За это я был ему искренне благодарен, поскольку щелкать на клавишах калькулятора можно было любой рукой. И я принялся считать. Делал это нарочито медленно и скрупулезно, по несколько раз пересчитывая каждый результат. Потому что я чувствовал: пока считаю, работаю. Как только подсчеты будут закончены, опять станет нечего делать, и голову полезут тоскливые мысли. Странное дело: пока был здоров, работой я никогда не перегружался и всегда искал возможность полениться, если уж честно говорить самому себе. А сейчас безделье стало страшить. Точно работа была единственной ниточкой, привязывавшей к жизни. С пятнадцатого сентября я отправлялся в отпуск. Он был запланирован еще давно, когда никто даже не небе, не догадывался о моей судьбе, и мы с Инной — подумать только, какое уже невозможное сочетание «мы с Инной»… — собирались съездить куда-нибудь отдохнуть. Потому что ее аспирантский режим был достаточно свободен и она всегда могла договориться с шефом насчет отлучки. Теперь же Инна была далеко, а я находился в отнюдь не отпускном состоянии.
А Саша Лавров был по-прежнему мрачен. Это меня удивляло: не имея собственного опыта, я все-таки знал, что колхозные романы забываются и проходят без следа недели через три по возвращении. Но он, похоже, никак не мог примириться с настоящим.
Однажды я пришел с обеда раньше всех и невольно услышал обрывок его разговора: телефон у нас стоял на тумбочке за ненужным кульманом, и он не заметил меня.
— Оля… — непривычным, умоляющим тоном говорил он. — Ну пожалуйста… ну Оль… Я очень тебя прошу, давай… Я вышел из комнаты, постаравшись сделать это бесшумно. Мне было до невозможности жалко Лаврова. Потому что он казался мне таким же потерянным, как и я сам. Хоть и по другой причине.

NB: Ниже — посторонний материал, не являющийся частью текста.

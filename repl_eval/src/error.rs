//! Evaluation error types
//!
//! Two classes, kept apart on purpose: a `SyntaxError` means the text was
//! rejected before anything ran, a `RuntimeError` means something ran and
//! faulted. Callers rely on the difference to pick an interpretation.

use std::fmt;
use thiserror::Error;

/// The source text is not valid in the requested grammar
#[derive(Debug, Clone, PartialEq, Eq, Error)]
#[error("{message} (column {column})")]
pub struct SyntaxError {
    /// What was wrong
    pub message: String,
    /// 1-based character column where the problem was found
    pub column: usize,
}

impl SyntaxError {
    pub fn new(message: impl Into<String>, column: usize) -> Self {
        Self {
            message: message.into(),
            column,
        }
    }
}

/// Runtime fault category
#[derive(Debug, Clone, Copy, PartialEq, Eq, Hash)]
pub enum ErrorKind {
    /// Division or modulo by zero
    ZeroDivision,
    /// Undefined name
    Name,
    /// Operation applied to the wrong type
    Type,
    /// Right type, unusable value
    Value,
    /// Missing attribute on a namespace or value
    Attribute,
    /// Integer result does not fit
    Overflow,
    /// Result would exceed the evaluator's size limits
    Memory,
}

impl ErrorKind {
    /// Conventional exception name
    pub fn name(&self) -> &'static str {
        match self {
            Self::ZeroDivision => "ZeroDivisionError",
            Self::Name => "NameError",
            Self::Type => "TypeError",
            Self::Value => "ValueError",
            Self::Attribute => "AttributeError",
            Self::Overflow => "OverflowError",
            Self::Memory => "MemoryError",
        }
    }
}

impl fmt::Display for ErrorKind {
    fn fmt(&self, f: &mut fmt::Formatter<'_>) -> fmt::Result {
        f.write_str(self.name())
    }
}

/// A fault raised while evaluating
#[derive(Debug, Clone, PartialEq, Eq, Error)]
#[error("{message}")]
pub struct RuntimeError {
    pub kind: ErrorKind,
    pub message: String,
}

impl RuntimeError {
    pub fn new(kind: ErrorKind, message: impl Into<String>) -> Self {
        Self {
            kind,
            message: message.into(),
        }
    }

    pub fn zero_division(message: impl Into<String>) -> Self {
        Self::new(ErrorKind::ZeroDivision, message)
    }

    pub fn undefined_name(name: &str) -> Self {
        Self::new(ErrorKind::Name, format!("name '{}' is not defined", name))
    }

    pub fn type_error(message: impl Into<String>) -> Self {
        Self::new(ErrorKind::Type, message)
    }

    pub fn value_error(message: impl Into<String>) -> Self {
        Self::new(ErrorKind::Value, message)
    }

    pub fn attribute_error(message: impl Into<String>) -> Self {
        Self::new(ErrorKind::Attribute, message)
    }

    pub fn overflow() -> Self {
        Self::new(ErrorKind::Overflow, "integer overflow")
    }
}

/// Any evaluation failure
#[derive(Debug, Clone, PartialEq, Eq, Error)]
pub enum EvalError {
    #[error(transparent)]
    Syntax(#[from] SyntaxError),

    #[error(transparent)]
    Runtime(#[from] RuntimeError),
}

impl EvalError {
    /// Returns true if the text was rejected before evaluation started
    pub fn is_syntax(&self) -> bool {
        matches!(self, Self::Syntax(_))
    }
}

#[cfg(test)]
mod tests {
    use super::*;

    #[test]
    fn test_runtime_error_display_is_message_only() {
        let err = RuntimeError::zero_division("division by zero");
        assert_eq!(err.to_string(), "division by zero");
        assert_eq!(err.kind.name(), "ZeroDivisionError");
    }

    #[test]
    fn test_undefined_name_message() {
        assert_eq!(
            RuntimeError::undefined_name("x").to_string(),
            "name 'x' is not defined"
        );
    }

    #[test]
    fn test_syntax_error_display() {
        let err = SyntaxError::new("invalid syntax", 3);
        assert_eq!(err.to_string(), "invalid syntax (column 3)");
    }

    #[test]
    fn test_eval_error_classification() {
        let syntax: EvalError = SyntaxError::new("invalid syntax", 1).into();
        let runtime: EvalError = RuntimeError::overflow().into();
        assert!(syntax.is_syntax());
        assert!(!runtime.is_syntax());
        assert_eq!(runtime.to_string(), "integer overflow");
    }
}
//! Tree-walking interpreter

use crate::ast::{BoolOp, Expr, Stmt};
use crate::environment::Environment;
use crate::error::{EvalError, RuntimeError};
use crate::ops;
use crate::parser::{parse_expression, parse_program};
use crate::value::{Args, Output, Value};
use crate::Evaluator;
use log::{debug, trace};

/// Interpreter over a persistent environment
#[derive(Debug, Clone)]
pub struct Interpreter {
    env: Environment,
    output: Output,
}

impl Interpreter {
    /// Creates an interpreter with the core builtins bound
    pub fn new() -> Self {
        Self::with_environment(Environment::with_builtins())
    }

    pub fn with_environment(env: Environment) -> Self {
        Self {
            env,
            output: Output::new(),
        }
    }

    pub fn env(&self) -> &Environment {
        &self.env
    }

    pub fn env_mut(&mut self) -> &mut Environment {
        &mut self.env
    }

    fn lookup(&self, name: &str) -> Result<Value, RuntimeError> {
        self.env
            .get(name)
            .cloned()
            .ok_or_else(|| RuntimeError::undefined_name(name))
    }

    fn eval(&mut self, expr: &Expr) -> Result<Value, RuntimeError> {
        match expr {
            Expr::None => Ok(Value::None),
            Expr::Bool(b) => Ok(Value::Bool(*b)),
            Expr::Int(i) => Ok(Value::Int(*i)),
            Expr::Float(x) => Ok(Value::Float(*x)),
            Expr::Str(s) => Ok(Value::Str(s.clone())),
            Expr::Name(name) => self.lookup(name),
            Expr::Attribute { target, name } => {
                let target = self.eval(target)?;
                attribute(&target, name)
            }
            Expr::Call {
                func,
                args,
                keywords,
            } => {
                let callee = self.eval(func)?;
                let mut call_args = Args::default();
                for arg in args {
                    call_args.positional.push(self.eval(arg)?);
                }
                for (key, arg) in keywords {
                    call_args.keywords.push((key.clone(), self.eval(arg)?));
                }
                match callee {
                    Value::Builtin(builtin) => {
                        trace!("calling {}", builtin.name());
                        builtin.call(&mut self.output, call_args)
                    }
                    other => Err(RuntimeError::type_error(format!(
                        "'{}' object is not callable",
                        other.type_name()
                    ))),
                }
            }
            Expr::Unary { op, operand } => {
                let value = self.eval(operand)?;
                ops::unary(*op, &value)
            }
            Expr::Binary { op, left, right } => {
                let left = self.eval(left)?;
                let right = self.eval(right)?;
                ops::binary(*op, &left, &right)
            }
            Expr::Compare { first, rest } => {
                let mut left = self.eval(first)?;
                for (op, operand) in rest {
                    let right = self.eval(operand)?;
                    if !ops::compare(*op, &left, &right)? {
                        return Ok(Value::Bool(false));
                    }
                    left = right;
                }
                Ok(Value::Bool(true))
            }
            Expr::Logical { op, left, right } => {
                let left = self.eval(left)?;
                let short_circuit = match op {
                    BoolOp::And => !left.is_truthy(),
                    BoolOp::Or => left.is_truthy(),
                };
                if short_circuit {
                    Ok(left)
                } else {
                    self.eval(right)
                }
            }
        }
    }

    fn exec(&mut self, stmt: &Stmt) -> Result<(), RuntimeError> {
        match stmt {
            Stmt::Expr(expr) => {
                self.eval(expr)?;
            }
            Stmt::Assign { name, value } => {
                let value = self.eval(value)?;
                self.env.set(name.clone(), value);
            }
            Stmt::AugAssign { name, op, value } => {
                let current = self.lookup(name)?;
                let rhs = self.eval(value)?;
                let updated = ops::binary(*op, &current, &rhs)?;
                self.env.set(name.clone(), updated);
            }
            Stmt::Del(names) => {
                for name in names {
                    if self.env.remove(name).is_none() {
                        return Err(RuntimeError::undefined_name(name));
                    }
                }
            }
            Stmt::Pass => {}
        }
        Ok(())
    }
}

impl Default for Interpreter {
    fn default() -> Self {
        Self::new()
    }
}

fn attribute(target: &Value, name: &str) -> Result<Value, RuntimeError> {
    match target {
        Value::Namespace(ns) => ns.get(name).cloned().ok_or_else(|| {
            RuntimeError::attribute_error(format!(
                "module '{}' has no attribute '{}'",
                ns.name(),
                name
            ))
        }),
        other => Err(RuntimeError::attribute_error(format!(
            "'{}' object has no attribute '{}'",
            other.type_name(),
            name
        ))),
    }
}

impl Evaluator for Interpreter {
    fn eval_expression(&mut self, source: &str) -> Result<Option<Value>, EvalError> {
        let expr = parse_expression(source)?;
        let value = self.eval(&expr)?;
        debug!("expression evaluated to {}", value.type_name());
        Ok(if value.is_none() { None } else { Some(value) })
    }

    fn exec_statements(&mut self, source: &str) -> Result<(), EvalError> {
        let program = parse_program(source)?;
        debug!("executing {} statement(s)", program.len());
        for stmt in &program {
            self.exec(stmt)?;
        }
        Ok(())
    }

    fn take_output(&mut self) -> Vec<String> {
        self.output.take()
    }
}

Как-то раз к нам пришел Славка и, ни слова ни говоря, выложил на мой стол большой черный пакет. Я сразу не понял, что это такое. Потом вспомнил, что в колхозе Славка носил с собой маленький, почти игрушечный пластмассовый фотоаппарат, который и назывался как-то несерьезно — то ли «Салют», то ли «Привет». И постоянно щелкал им, только никто не верил, что получится. Но, как видно что-то все-таки получилось.
Славка вытряхнул и разложил по столу очень маленькие, но четкие фотографии. Я стал их рассматривать, по одной поднося к глазам. И мне казалось, что я падаю без парашюта.
Мы на берегу у речки. Кучей стоим. А вот Катя рядом со мной — я и не помню даже, что он нас так фотографировал. Вот сидим у костра; у меня рот приоткрыт, значит — пою. Я у АВМ с кучей травы на вилах. А вот я у измельчителя, забрасываю охапку в его пасть. Сидим в столовой — я бородатый, рядом Володя, с другой стороны — Катя. Опять Катя… Мы со Славкой обнявшись — кто-то щелкнул нас с ним; вероятно, Костя. Мы сидим на скамеечке у автобуса, режемся в карты, Степан смотрит искоса и очень хитро. Мы со Степаном в обнимку, рядом дядя Федя, кепку с головы стащил. Не помню, когда это я со Степаном обнимался… Хулиганская фотография — спящая Вика на полянке возле кострища, лежит почти голая, ветер сдвинул полотенце… И опять у реки, я по пояс в воде, кругом фонтан брызг.